- **DATA SUPPLIED**

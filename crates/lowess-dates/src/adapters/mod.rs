//! Layer 6: Adapters
//!
//! # Purpose
//!
//! This layer adapts the engine to dated data. It builds the time-adaptive
//! ensemble that blends many per-date LOWESS fits into a continuous surface:
//!
//! - **Time weights**: Tricube weighting of dates around a regression date
//! - **Smooth dates**: One member per regression date, blended into a surface
//! - **Lowess dates**: Point predictions looked up on that surface
//!
//! # Architecture
//!
//! ```text
//! Layer 7: API
//!   ↓
//! Layer 6: Adapters ← You are here
//!   ↓
//! Layer 5: Evaluation
//!   ↓
//! Layer 4: Engine
//!   ↓
//! Layer 3: Algorithms
//!   ↓
//! Layer 2: Math
//!   ↓
//! Layer 1: Primitives
//! ```

/// Temporal weighting, date units and date grids.
pub mod time_weights;

/// Labelled `dates × x` surfaces.
pub mod surface;

/// Time-adaptive LOWESS ensemble.
pub mod smooth_dates;

/// Point predictions on the ensemble surface.
pub mod lowess_dates;
//! Layer 1: Primitives
//!
//! # Purpose
//!
//! This layer provides the primitive abstractions used throughout the crate:
//! errors, input conversion, anchor resolution and the execution backend.
//! It has zero internal dependencies within the crate.
//!
//! # Architecture
//!
//! ```text
//! Layer 7: API
//!   ↓
//! Layer 6: Adapters
//!   ↓
//! Layer 5: Evaluation
//!   ↓
//! Layer 4: Engine
//!   ↓
//! Layer 3: Algorithms
//!   ↓
//! Layer 2: Math
//!   ↓
//! Layer 1: Primitives ← You are here
//! ```

/// Shared error types.
pub mod errors;

/// Execution backend configuration.
pub mod backend;

/// Input abstractions (slices, vectors, ndarray).
pub mod input;

/// Anchor location resolution.
pub mod anchors;
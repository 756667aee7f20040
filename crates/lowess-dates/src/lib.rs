//! # lowess-dates: robust and time-adaptive LOWESS for Rust
//!
//! Locally weighted scatterplot smoothing built around explicit anchor
//! regressions, with bootstrap confidence bands, quantile curves and a
//! time-adaptive ensemble that produces a smoothed `dates × x` surface.
//!
//! ## What is LOWESS?
//!
//! LOWESS (Locally Weighted Scatterplot Smoothing) is a nonparametric regression
//! method that fits smooth curves through scatter plots. Around each anchor
//! location it fits a weighted straight line using nearby data points, with
//! tricube weights decreasing smoothly with distance, then blends the anchor
//! lines into one curve.
//!
//! ## Quick Start
//!
//! ### Typical Use
//!
//! ```rust
//! use lowess_dates::prelude::*;
//!
//! let x: Vec<f64> = (0..50).map(f64::from).collect();
//! let y: Vec<f64> = x.iter().map(|v| (v / 5.0).sin()).collect();
//!
//! let model = Lowess::new()
//!     .fraction(0.3)      // 30% of the data in each local fit
//!     .robust_iters(1)    // one pass, no robust reweighting
//!     .build()?;
//!
//! let fitted = model.fit(&x, &y)?;
//! let smoothed = fitted.predict(&x)?;
//! assert_eq!(smoothed.len(), x.len());
//! # Result::<(), LowessError>::Ok(())
//! ```
//!
//! ### Time-Adaptive Surface
//!
//! ```rust
//! use chrono::{Duration, TimeZone, Utc};
//! use lowess_dates::prelude::*;
//!
//! let start = Utc.with_ymd_and_hms(2020, 1, 1, 0, 0, 0).unwrap();
//! let dt_idx: Vec<_> = (0..60).map(|i| start + Duration::days(i)).collect();
//! let x: Vec<f64> = (0..60).map(|i| f64::from(i % 20)).collect();
//! let y: Vec<f64> = x.iter().enumerate().map(|(i, v)| 2.0 * v + i as f64 * 0.1).collect();
//!
//! let model = SmoothDates::new()
//!     .fraction(0.5)
//!     .robust_iters(1)
//!     .threshold(30.0, DateUnit::Days)
//!     .build()?;
//!
//! let reg_dates = date_range(start, start + Duration::days(56), Duration::days(14))?;
//! let fitted = model.fit(&x, &y, &dt_idx, Some(&reg_dates[..]))?;
//!
//! let surface = fitted.predict(&[0.0, 5.0, 10.0], None)?;
//! assert_eq!(surface.values().dim(), (reg_dates.len(), 3));
//! println!("{}", surface);
//! # Result::<(), LowessError>::Ok(())
//! ```
//!
//! ### Result and Error Handling
//!
//! Every fallible call returns `Result<_, LowessError>`. Configuration is
//! validated by `build()`; data is validated by `fit`. Fitting returns an
//! immutable snapshot (`FittedLowess`, `FittedSmoothDates`,
//! `FittedLowessDates`), so predicting before fitting cannot be expressed.
//!
//! ```rust
//! use lowess_dates::prelude::*;
//!
//! let err = Lowess::<f64>::new().fraction(1.5).build().unwrap_err();
//! assert_eq!(err, LowessError::InvalidFraction(1.5));
//! ```
//!
//! ## Parameters
//!
//! | Parameter        | Default          | Applies to                    |
//! |------------------|------------------|-------------------------------|
//! | `fraction`       | 0.4 (0.3 dates)  | all builders                  |
//! | `anchors`        | sample `x`       | all builders                  |
//! | `num_fits`       | unset            | all builders                  |
//! | `robust_iters`   | 3                | all builders                  |
//! | `max_std_dev`    | 6                | all builders                  |
//! | `parallel`       | true             | all builders (`cpu` feature)  |
//! | `threshold`      | 52 W             | `SmoothDates`, `LowessDates`  |
//! | `rounding_dec`   | 1                | `LowessDates`                 |
//! | `bag_size`       | 0.5              | `Bootstrap`                   |
//! | `num_runs`       | 1000             | `Bootstrap`                   |
//! | `quantiles`      | 0.1, ..., 0.9    | `QuantileModel`               |
//!
//! ## Feature Flags
//!
//! * `cpu` (default): runs anchor rows, bootstrap runs and ensemble members
//!   on the rayon thread pool.
//!
//! ## Logging
//!
//! Fits emit `tracing` events (`debug` per fit, `trace` per robust pass,
//! `warn` for locally resolved degeneracies). The crate never installs a
//! subscriber.

// Layer 1: Primitives - errors, inputs, anchors and the execution backend.
mod primitives;

// Layer 2: Math - tricube kernel, distance and weight matrices, statistics.
mod math;

// Layer 3: Algorithms - local regression solvers and robustness weights.
mod algorithms;

// Layer 4: Engine - validation, fit/predict orchestration, fitted models.
mod engine;

// Layer 5: Evaluation - bootstrap, confidence intervals, quantile curves.
mod evaluation;

// Layer 6: Adapters - time-adaptive ensembles.
mod adapters;

// High-level fluent API.
mod api;

// Model-definition records.
mod definitions;

/// Standard LOWESS prelude.
pub mod prelude {
    pub use crate::api::{
        date_range, Adapter, BagSize, Bootstrap, BootstrapBuilder, BootstrapModel,
        BootstrapPredictions, Coefficients, ConfidenceInterval, DateUnit, EnsembleMember,
        FittedLowess, FittedLowessDates, FittedSmoothDates, LowessAdapter,
        LowessBuilder as Lowess, LowessDates, LowessDatesBuilder, LowessDatesModel, LowessError,
        LowessModel, QuantileBuilder, QuantileCurves, QuantileCurvesModel, QuantileModel,
        SmoothDates, SmoothDatesBuilder, SmoothDatesModel, Surface,
    };
    pub use crate::adapters::time_weights::DateThreshold;
    pub use crate::algorithms::regression::RegressionMethod;
    pub use crate::definitions::{
        default_fit_variants, fit_model_definition, FitVariant, ModelDefinition,
    };
}

// Internal modules for testing and benchmarking.
//
// Re-exports every layer so integration tests can exercise them directly.
#[doc(hidden)]
pub mod internals {
    pub mod primitives {
        pub use crate::primitives::*;
    }
    pub mod math {
        pub use crate::math::*;
    }
    pub mod algorithms {
        pub use crate::algorithms::*;
    }
    pub mod engine {
        pub use crate::engine::*;
    }
    pub mod evaluation {
        pub use crate::evaluation::*;
    }
    pub mod adapters {
        pub use crate::adapters::*;
    }
    pub mod api {
        pub use crate::api::*;
    }
    pub mod definitions {
        pub use crate::definitions::*;
    }
}
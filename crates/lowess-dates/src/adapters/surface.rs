//! Smoothed surfaces over an x axis and a date axis.
//!
//! ## Purpose
//!
//! [`Surface`] is the labelled `dates × x` matrix produced by the
//! time-adaptive ensemble, with point and curve accessors and a nearest-value
//! lookup used to map observed `(x, date)` pairs onto the surface.
//!
//! ## Invariants
//!
//! * `values.nrows() == dates.len()` and `values.ncols() == x.len()`.

// External dependencies
use chrono::{DateTime, Utc};
use core::cmp::Ordering;
use core::fmt::{self, Display, Formatter};
use ndarray::{Array2, ArrayView1};
use num_traits::Float;
use serde::{Deserialize, Serialize};

// Internal dependencies
use crate::adapters::time_weights::nearest_date_index;
use crate::engine::output::write_table;

/// Maximum number of date columns printed by `Display`.
const MAX_DISPLAY_DATES: usize = 6;

/// Labelled smoothed surface, `dates × x`.
#[derive(Debug, Clone, PartialEq, Serialize, Deserialize)]
pub struct Surface<T> {
    pub(crate) x: Vec<T>,
    pub(crate) dates: Vec<DateTime<Utc>>,
    pub(crate) values: Array2<T>,
}

impl<T: Float> Surface<T> {
    /// x axis.
    pub fn x(&self) -> &[T] {
        &self.x
    }

    /// Date axis.
    pub fn dates(&self) -> &[DateTime<Utc>] {
        &self.dates
    }

    /// Raw matrix, `dates × x`.
    pub fn values(&self) -> &Array2<T> {
        &self.values
    }

    /// Consume into the raw matrix.
    pub fn into_values(self) -> Array2<T> {
        self.values
    }

    /// Value at `(date_index, x_index)`.
    pub fn value_at(&self, date_index: usize, x_index: usize) -> Option<T> {
        self.values.get([date_index, x_index]).copied()
    }

    /// Curve (over x) for an exact date on the axis.
    pub fn column(&self, date: DateTime<Utc>) -> Option<ArrayView1<'_, T>> {
        let index = self.dates.iter().position(|d| *d == date)?;
        Some(self.values.row(index))
    }

    /// Value at the grid point nearest to `round(x, rounding_dec)` and `date`.
    pub fn lookup(&self, x: T, date: DateTime<Utc>, rounding_dec: u32) -> Option<T> {
        let x_index = nearest_x_index(&self.x, round_to(x, rounding_dec))?;
        let date_index = nearest_date_index(&self.dates, date)?;
        self.value_at(date_index, x_index)
    }
}

/// Round to `decimals` decimal places.
pub fn round_to<T: Float>(value: T, decimals: u32) -> T {
    let scale = T::from(10f64.powi(decimals as i32)).unwrap_or_else(T::one);
    (value * scale).round() / scale
}

fn nearest_x_index<T: Float>(axis: &[T], x: T) -> Option<usize> {
    axis.iter()
        .enumerate()
        .min_by(|(_, a), (_, b)| {
            (**a - x)
                .abs()
                .partial_cmp(&(**b - x).abs())
                .unwrap_or(Ordering::Equal)
        })
        .map(|(i, _)| i)
}

impl<T: Float + Display> Display for Surface<T> {
    fn fmt(&self, f: &mut Formatter<'_>) -> fmt::Result {
        writeln!(f, "Summary:")?;
        writeln!(f, "  X points:    {}", self.x.len())?;
        writeln!(f, "  Dates:       {}", self.dates.len())?;
        if let (Some(first), Some(last)) = (self.dates.first(), self.dates.last()) {
            writeln!(
                f,
                "  Date range:  {} to {}",
                first.format("%Y-%m-%d"),
                last.format("%Y-%m-%d")
            )?;
        }
        writeln!(f)?;

        let shown = self.dates.len().min(MAX_DISPLAY_DATES);
        let labels: Vec<String> = self.dates[..shown]
            .iter()
            .map(|d| d.format("%Y-%m-%d").to_string())
            .collect();
        let mut headers: Vec<&str> = vec!["X"];
        headers.extend(labels.iter().map(String::as_str));

        writeln!(f, "Surface:")?;
        write_table(f, &headers, self.x.len(), |f, i| {
            write!(f, "{:>8.2}", self.x[i])?;
            for d in 0..shown {
                write!(f, " {:>12.6}", self.values[[d, i]])?;
            }
            Ok(())
        })?;
        if shown < self.dates.len() {
            writeln!(f, "({} more date columns)", self.dates.len() - shown)?;
        }
        Ok(())
    }
}
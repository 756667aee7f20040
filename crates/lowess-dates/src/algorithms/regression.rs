//! Local regression solvers.
//!
//! ## Purpose
//!
//! This module solves one local regression per anchor: given the samples and
//! that anchor's weight row, it returns the `(intercept, slope)` of the local
//! line. Two strategies are provided, weighted least squares and weighted
//! quantile (pinball) loss minimization.
//!
//! ## Design notes
//!
//! * **Strategy as data**: [`RegressionMethod`] is a tagged, serializable enum,
//!   so fitted models stay portable. Custom solvers plug in through
//!   [`LocalRegression`].
//! * **SIMD accumulation**: Weighted sums use `wide` lanes for f64/f32.
//! * **Least-squares fallback**: Ill-conditioned normal equations are solved
//!   by SVD (minimum-norm solution) instead of failing.
//!
//! ## Key concepts
//!
//! * **Normal equations**: `[[Σw, Σwx], [Σwx, Σwx²]] · β = [Σwy, Σwxy]`.
//! * **Pinball loss**: `Σ max(q·r, (q-1)·r)` over weighted residuals
//!   `r = w·(y - β0 - β1·x)`, minimized by Nelder-Mead from `(0, 0)`.
//!
//! ## Invariants
//!
//! * Solutions are finite for finite inputs.
//! * An all-zero weight row yields `(0, 0)`.

// External dependencies
use argmin::core::{CostFunction, Error as ArgminError, Executor, State};
use argmin::solver::neldermead::NelderMead;
use nalgebra::{Matrix2, Vector2};
use num_traits::Float;
use serde::{Deserialize, Serialize};
use wide::{f32x8, f64x2};

// Internal dependencies
use crate::primitives::errors::LowessError;

/// Default iteration cap for the quantile solver (200 per parameter).
pub const DEFAULT_QUANTILE_MAX_ITERS: u64 = 400;

/// Function-value spread at which the simplex is considered converged.
const QUANTILE_SD_TOLERANCE: f64 = 1e-12;

/// Relative conditioning threshold below which the direct 2×2 solve is skipped.
const CONDITION_TOLERANCE: f64 = 1e-12;

// ============================================================================
// Coefficients
// ============================================================================

/// Intercept and slope of one local line.
#[derive(Debug, Clone, Copy, PartialEq, Serialize, Deserialize)]
pub struct Coefficients<T> {
    /// Intercept (beta_0).
    pub intercept: T,

    /// Slope (beta_1).
    pub slope: T,
}

impl<T: Float> Coefficients<T> {
    /// Both coefficients zero.
    pub fn zero() -> Self {
        Self {
            intercept: T::zero(),
            slope: T::zero(),
        }
    }

    /// Evaluate the line at `x`.
    #[inline]
    pub fn evaluate(&self, x: T) -> T {
        self.intercept + self.slope * x
    }
}

/// How a row was solved.
#[derive(Debug, Clone, Copy, PartialEq, Eq)]
pub enum SolveStatus {
    /// Direct solve or converged minimization.
    Solved,

    /// Normal equations were ill-conditioned; least-squares fallback used.
    LeastSquares,

    /// The weight row was all zero.
    ZeroWeights,

    /// The minimizer stopped at its iteration cap.
    IterationCap,
}

/// Result of one local regression.
#[derive(Debug, Clone, Copy, PartialEq)]
pub struct RowSolution<T> {
    /// Fitted line.
    pub coefficients: Coefficients<T>,

    /// Solve outcome, used for diagnostics.
    pub status: SolveStatus,
}

impl<T: Float> RowSolution<T> {
    fn zero_weights() -> Self {
        Self {
            coefficients: Coefficients::zero(),
            status: SolveStatus::ZeroWeights,
        }
    }
}

// ============================================================================
// Weighted Sum Accumulation
// ============================================================================

/// Weighted sums `(Σw, Σwx, Σwy, Σwxx, Σwxy)`, scalar path.
#[inline]
pub fn accumulate_wls_scalar<T: Float>(x: &[T], y: &[T], weights: &[T]) -> (T, T, T, T, T) {
    let zero = T::zero();
    x.iter().zip(y).zip(weights).fold(
        (zero, zero, zero, zero, zero),
        |(sw, swx, swy, swxx, swxy), ((&xv, &yv), &w)| {
            let wx = w * xv;
            (sw + w, swx + wx, swy + w * yv, swxx + wx * xv, swxy + wx * yv)
        },
    )
}

/// SIMD-optimized weighted sums (f64).
#[inline]
pub fn accumulate_wls_simd_f64(x: &[f64], y: &[f64], weights: &[f64]) -> (f64, f64, f64, f64, f64) {
    let n = x.len().min(y.len()).min(weights.len());
    let (x, y, weights) = (&x[..n], &y[..n], &weights[..n]);

    let mut s_w = f64x2::splat(0.0);
    let mut s_wx = f64x2::splat(0.0);
    let mut s_wy = f64x2::splat(0.0);
    let mut s_wxx = f64x2::splat(0.0);
    let mut s_wxy = f64x2::splat(0.0);

    let xc = x.chunks_exact(2);
    let yc = y.chunks_exact(2);
    let wc = weights.chunks_exact(2);
    let tail = n - xc.remainder().len();

    for ((xs, ys), ws) in xc.zip(yc).zip(wc) {
        let w = f64x2::new([ws[0], ws[1]]);
        let xv = f64x2::new([xs[0], xs[1]]);
        let yv = f64x2::new([ys[0], ys[1]]);
        let wx = w * xv;

        s_w += w;
        s_wx += wx;
        s_wy += w * yv;
        s_wxx += wx * xv;
        s_wxy += wx * yv;
    }

    let (r_w, r_wx, r_wy, r_wxx, r_wxy) =
        accumulate_wls_scalar(&x[tail..], &y[tail..], &weights[tail..]);

    (
        s_w.reduce_add() + r_w,
        s_wx.reduce_add() + r_wx,
        s_wy.reduce_add() + r_wy,
        s_wxx.reduce_add() + r_wxx,
        s_wxy.reduce_add() + r_wxy,
    )
}

/// SIMD-optimized weighted sums (f32).
#[inline]
pub fn accumulate_wls_simd_f32(x: &[f32], y: &[f32], weights: &[f32]) -> (f32, f32, f32, f32, f32) {
    let n = x.len().min(y.len()).min(weights.len());
    let (x, y, weights) = (&x[..n], &y[..n], &weights[..n]);

    let mut s_w = f32x8::splat(0.0);
    let mut s_wx = f32x8::splat(0.0);
    let mut s_wy = f32x8::splat(0.0);
    let mut s_wxx = f32x8::splat(0.0);
    let mut s_wxy = f32x8::splat(0.0);

    let lanes = |s: &[f32]| f32x8::new([s[0], s[1], s[2], s[3], s[4], s[5], s[6], s[7]]);

    let xc = x.chunks_exact(8);
    let yc = y.chunks_exact(8);
    let wc = weights.chunks_exact(8);
    let tail = n - xc.remainder().len();

    for ((xs, ys), ws) in xc.zip(yc).zip(wc) {
        let w = lanes(ws);
        let xv = lanes(xs);
        let yv = lanes(ys);
        let wx = w * xv;

        s_w += w;
        s_wx += wx;
        s_wy += w * yv;
        s_wxx += wx * xv;
        s_wxy += wx * yv;
    }

    let (r_w, r_wx, r_wy, r_wxx, r_wxy) =
        accumulate_wls_scalar(&x[tail..], &y[tail..], &weights[tail..]);

    (
        s_w.reduce_add() + r_w,
        s_wx.reduce_add() + r_wx,
        s_wy.reduce_add() + r_wy,
        s_wxx.reduce_add() + r_wxx,
        s_wxy.reduce_add() + r_wxy,
    )
}

// ============================================================================
// Solver Trait
// ============================================================================

/// Type-specific weighted least squares accumulation.
pub trait WLSSolver: Float + Send + Sync + 'static {
    /// Accumulate weighted statistics.
    #[inline]
    fn accumulate_wls(x: &[Self], y: &[Self], weights: &[Self]) -> (Self, Self, Self, Self, Self) {
        accumulate_wls_scalar(x, y, weights)
    }
}

impl WLSSolver for f64 {
    #[inline]
    fn accumulate_wls(x: &[f64], y: &[f64], weights: &[f64]) -> (f64, f64, f64, f64, f64) {
        accumulate_wls_simd_f64(x, y, weights)
    }
}

impl WLSSolver for f32 {
    #[inline]
    fn accumulate_wls(x: &[f32], y: &[f32], weights: &[f32]) -> (f32, f32, f32, f32, f32) {
        accumulate_wls_simd_f32(x, y, weights)
    }
}

// ============================================================================
// Linear Solver
// ============================================================================

/// Weighted least squares line for one weight row.
pub fn solve_linear<T: WLSSolver>(x: &[T], y: &[T], weights: &[T]) -> RowSolution<T> {
    let (sw, swx, swy, swxx, swxy) = T::accumulate_wls(x, y, weights);
    if sw <= T::zero() || !sw.is_finite() {
        return RowSolution::zero_weights();
    }

    let det = sw * swxx - swx * swx;
    let scale = (sw * swxx).abs();
    let tol = T::from(CONDITION_TOLERANCE).unwrap_or_else(T::epsilon);

    if det.is_finite() && det > tol * scale {
        let slope = (sw * swxy - swx * swy) / det;
        let intercept = (swxx * swy - swx * swxy) / det;
        return RowSolution {
            coefficients: Coefficients { intercept, slope },
            status: SolveStatus::Solved,
        };
    }

    RowSolution {
        coefficients: least_squares_2x2(sw, swx, swy, swxx, swxy),
        status: SolveStatus::LeastSquares,
    }
}

/// Minimum-norm least-squares solution of the normal equations via SVD.
fn least_squares_2x2<T: Float>(sw: T, swx: T, swy: T, swxx: T, swxy: T) -> Coefficients<T> {
    let f = |v: T| v.to_f64().unwrap_or(0.0);
    let a = Matrix2::new(f(sw), f(swx), f(swx), f(swxx));
    let b = Vector2::new(f(swy), f(swxy));
    let eps = f64::EPSILON * 100.0 * a.amax().max(1.0);

    match a.svd(true, true).solve(&b, eps) {
        Ok(beta) => Coefficients {
            intercept: T::from(beta[0]).unwrap_or_else(T::zero),
            slope: T::from(beta[1]).unwrap_or_else(T::zero),
        },
        // Only reachable when the SVD factors were not computed; use the weighted mean.
        Err(_) => Coefficients {
            intercept: swy / sw,
            slope: T::zero(),
        },
    }
}

// ============================================================================
// Quantile Solver
// ============================================================================

/// Weighted pinball loss of a line `(β0, β1)`.
#[derive(Debug, Clone)]
pub struct QuantileLoss {
    x: Vec<f64>,
    y: Vec<f64>,
    weights: Vec<f64>,
    quantile: f64,
}

impl QuantileLoss {
    /// Build the loss over the samples with non-zero weight.
    pub fn new<T: Float>(x: &[T], y: &[T], weights: &[T], quantile: f64) -> Self {
        let f = |v: &T| v.to_f64().unwrap_or(f64::NAN);
        let mut loss = Self {
            x: Vec::new(),
            y: Vec::new(),
            weights: Vec::new(),
            quantile,
        };
        for ((xv, yv), wv) in x.iter().zip(y).zip(weights) {
            let w = f(wv);
            if w != 0.0 {
                loss.x.push(f(xv));
                loss.y.push(f(yv));
                loss.weights.push(w);
            }
        }
        loss
    }

    /// Loss value at `(intercept, slope)`.
    pub fn value(&self, intercept: f64, slope: f64) -> f64 {
        let q = self.quantile;
        self.x
            .iter()
            .zip(&self.y)
            .zip(&self.weights)
            .map(|((&x, &y), &w)| {
                let r = w * (y - (intercept + slope * x));
                (q * r).max((q - 1.0) * r)
            })
            .sum()
    }

    fn is_empty(&self) -> bool {
        self.weights.is_empty()
    }

    /// Initial simplex around `(0, 0)`, scaled to the data.
    fn initial_simplex(&self) -> Vec<Vec<f64>> {
        let y_scale = self.y.iter().fold(0.0_f64, |m, v| m.max(v.abs())).max(1e-3);
        let x_scale = self.x.iter().fold(0.0_f64, |m, v| m.max(v.abs())).max(1.0);
        let step = 0.05 * y_scale;
        vec![vec![0.0, 0.0], vec![step, 0.0], vec![0.0, step / x_scale]]
    }
}

impl CostFunction for QuantileLoss {
    type Param = Vec<f64>;
    type Output = f64;

    fn cost(&self, param: &Self::Param) -> Result<Self::Output, ArgminError> {
        Ok(self.value(param[0], param[1]))
    }
}

/// Weighted quantile regression line for one weight row.
pub fn solve_quantile<T: Float>(
    x: &[T],
    y: &[T],
    weights: &[T],
    quantile: f64,
    max_iters: u64,
) -> Result<RowSolution<T>, LowessError> {
    let loss = QuantileLoss::new(x, y, weights, quantile);
    if loss.is_empty() {
        return Ok(RowSolution::zero_weights());
    }

    let solver = NelderMead::new(loss.initial_simplex()).with_sd_tolerance(QUANTILE_SD_TOLERANCE)?;
    let result = Executor::new(loss, solver)
        .configure(|state| state.max_iters(max_iters))
        .run()?;

    let state = result.state();
    let status = if state.get_iter() >= state.get_max_iters() {
        SolveStatus::IterationCap
    } else {
        SolveStatus::Solved
    };
    let best = state.get_best_param().cloned().ok_or_else(|| {
        LowessError::SolverFailure("minimizer returned no parameters".to_string())
    })?;

    Ok(RowSolution {
        coefficients: Coefficients {
            intercept: T::from(best[0]).unwrap_or_else(T::zero),
            slope: T::from(best[1]).unwrap_or_else(T::zero),
        },
        status,
    })
}

// ============================================================================
// Strategies
// ============================================================================

/// A local regression strategy: one weight row in, one line out.
pub trait LocalRegression<T: WLSSolver>: Sync {
    /// Solve the regression for one anchor's weight row.
    fn solve_row(&self, x: &[T], y: &[T], weights: &[T]) -> Result<RowSolution<T>, LowessError>;
}

/// Built-in regression strategies.
#[derive(Debug, Clone, Copy, PartialEq, Default, Serialize, Deserialize)]
#[serde(tag = "kind", rename_all = "snake_case")]
pub enum RegressionMethod {
    /// Weighted least squares (default).
    #[default]
    Linear,

    /// Weighted quantile regression.
    Quantile {
        /// Target quantile in (0, 1).
        quantile: f64,

        /// Nelder-Mead iteration cap.
        max_iters: u64,
    },
}

impl RegressionMethod {
    /// Quantile regression at `q` with the default iteration cap.
    pub fn quantile(q: f64) -> Self {
        RegressionMethod::Quantile {
            quantile: q,
            max_iters: DEFAULT_QUANTILE_MAX_ITERS,
        }
    }

    /// Check method parameters.
    pub fn validate(&self) -> Result<(), LowessError> {
        match *self {
            RegressionMethod::Linear => Ok(()),
            RegressionMethod::Quantile {
                quantile,
                max_iters,
            } => {
                if !(quantile > 0.0 && quantile < 1.0) {
                    return Err(LowessError::InvalidQuantile(quantile));
                }
                if max_iters == 0 {
                    return Err(LowessError::InvalidInput(
                        "quantile solver max_iters must be at least 1".to_string(),
                    ));
                }
                Ok(())
            }
        }
    }

    /// Short human-readable name.
    pub fn name(&self) -> &'static str {
        match self {
            RegressionMethod::Linear => "Linear",
            RegressionMethod::Quantile { .. } => "Quantile",
        }
    }
}

impl<T: WLSSolver> LocalRegression<T> for RegressionMethod {
    fn solve_row(&self, x: &[T], y: &[T], weights: &[T]) -> Result<RowSolution<T>, LowessError> {
        match *self {
            RegressionMethod::Linear => Ok(solve_linear(x, y, weights)),
            RegressionMethod::Quantile {
                quantile,
                max_iters,
            } => solve_quantile(x, y, weights, quantile, max_iters),
        }
    }
}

- **ACTIVITY**
Find "pub use crate::adapters::*;" in the entries above and copy that whole line exactly, then each line after it through the line that contains "filename crates/lowess-dates/src/adapters/surface.rs".

- **EXERCISE RESULT**
        pub use crate::adapters::*;
    }
    pub mod api {
        pub use crate::api::*;
    }
    pub mod definitions {
        pub use crate::definitions::*;
    }
}
filename crates/lowess-dates/src/adapters/surface.rs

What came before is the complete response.